Osteoblast MC3T3-E1 is seeded at a cell concentration of 1 × 10 ⁶ cells / ml in a gel template having a plurality of parallel grooves shown in FIG. 5C, cultured at 37 ° C. for 48 hours, and the temperature is lowered to 25 ° C. The aggregate was peeled from the gel mold to obtain a rod-shaped cell aggregate. The gel mold used was one with and without FN coating.

(result)
FIG. 5D is a photograph showing the appearance of a gel template containing cultured cells. FIG. 5E is a photograph showing the appearance of the cell aggregate taken out from the gel mold, in which the upper side shows a rod-like shape and the lower side shows hemispherical cell aggregates of various sizes.

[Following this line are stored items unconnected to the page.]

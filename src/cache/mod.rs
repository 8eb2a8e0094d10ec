//! Block cache management.
//!
//! This module contains the core cache data structures and algorithms:
//! - [`block`]: Block, BlockTable, content hashing
//! - [`allocator`]: fixed-pool block allocation per sequence
//! - [`slot`]: logical position → physical slot mapping
//! - [`store`]: paged FP16 key/value storage
//! - [`evictor`]: eviction candidate index (LRU/LFU/FIFO/ARC)
//! - [`prefix`]: content-addressable prefix cache manager
//! - [`stats`]: hit/miss/eviction/sharing counters

pub mod allocator;
pub mod block;
pub mod evictor;
pub mod prefix;
pub mod slot;
pub mod stats;
pub mod store;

  FIG. 5G is a graph showing changes in the length of rod-shaped cell aggregates when FN is applied to a gel template and when FN is not applied (“length (%)” in the figure indicates the gel template). Represents the ratio of the length of rod-shaped cell aggregate to the length). When FN was applied to the gel template, the length of the rod-shaped cell aggregate was 91% of the length of the groove of the gel template, whereas it was 65% when FN was not applied. From this, it was found that in order to produce a cell aggregate in accordance with the shape of the gel template, it is preferable to apply FN to the gel template.

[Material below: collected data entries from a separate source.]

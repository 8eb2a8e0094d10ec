//! Error taxonomy for the cache and attention subsystems.
//!
//! `OutOfBlocks` and `CacheFull` are expected operational conditions the
//! caller reacts to (queue, reject, or preempt); `Configuration` and
//! `ShapeMismatch` indicate caller bugs and surface at construction or
//! call time.

use thiserror::Error;

/// Errors produced by the cache and attention subsystems.
#[derive(Debug, Error)]
pub enum CacheError {
    /// The block pool has no free block left. Raised by the plain
    /// allocator, which never evicts.
    #[error("block pool exhausted ({capacity} blocks, all allocated)")]
    OutOfBlocks { capacity: usize },

    /// The cache is at capacity and every block is referenced or
    /// pinned, so nothing can be evicted.
    #[error("cache full ({capacity} blocks, none evictable)")]
    CacheFull { capacity: usize },

    /// A configuration value that would corrupt slot arithmetic or make
    /// the cache unusable.
    #[error("invalid configuration: {0}")]
    Configuration(String),

    /// Tensor or mapping dimensions that violate the call contract.
    #[error("shape mismatch: {0}")]
    ShapeMismatch(String),
}

/// Crate-wide result type.
pub type Result<T> = std::result::Result<T, CacheError>;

  As is apparent from the above description, according to the present invention, it is possible to easily produce a three-dimensional cell aggregate having an arbitrary shape, which has been difficult to produce. The three-dimensional cell aggregate obtained by the present invention not only provides a new tissue regeneration tool, but can also be used as a tool for pseudo-tumor tissue and bacterial infection model construction and drug screening. .

Claims (11)

  A three-dimensional molded body of a hydrophilic polymer gel capable of changing the volume is used as a carrier, cells are seeded and cultured on the carrier, and a cultured cell to which a three-dimensional structure is imparted by changing the volume of the carrier is three-dimensional. A method for producing a three-dimensional cell aggregate that peels as a cell aggregate.   The method according to claim 1, wherein a temperature-responsive polymer gel is used as the hydrophilic polymer gel.   The temperature-responsive polymer gel is a hydrophilic polymer gel having a lower critical solution temperature (LCST) that shrinks at a critical temperature (Tc) or higher, culturing cells at a temperature higher than the lower critical solution temperature, The production method according to claim 2, wherein the cultured cells are peeled from the hydrophilic polymer gel at a temperature equal to or lower than the lower critical solution temperature.   The production method according to claim 3, wherein the temperature-responsive polymer gel is a homopolymer or copolymer cross-linked product of N-alkyl-substituted (meth) acrylamide.   The production method according to claim 1, wherein the hydrophilic polymer gel is molded using a resin matrix produced using a three-dimensional printing method.   The preparation method according to claim 1, wherein an organic substance that promotes cell adhesion is applied to the surface of the polymer gel prior to seeding the cells.   A three-dimensional gel carrier for cell culture, comprising a three-dimensional molded body of a hydrophilic polymer gel capable of changing volume and used as a template for imparting a three-dimensional structure to cultured cells.   The three-dimensional gel carrier for cell culture according to claim 7, wherein the hydrophilic polymer gel is a temperature-responsive polymer gel.   The three-dimensional gel carrier for cell culture according to claim 8, wherein the temperature-responsive polymer gel is a homopolymer or a crosslinked product of N-alkyl-substituted (meth) acrylamide.   The three-dimensional gel carrier for cell culture according to claim 7, wherein an organic substance that promotes cell adhesion is attached to the surface.   A three-dimensional cell assembly comprising a collection of cells cultured with a three-dimensional molded body of a hydrophilic polymer gel capable of changing volume as a template and provided with a three-dimensional structure by the template.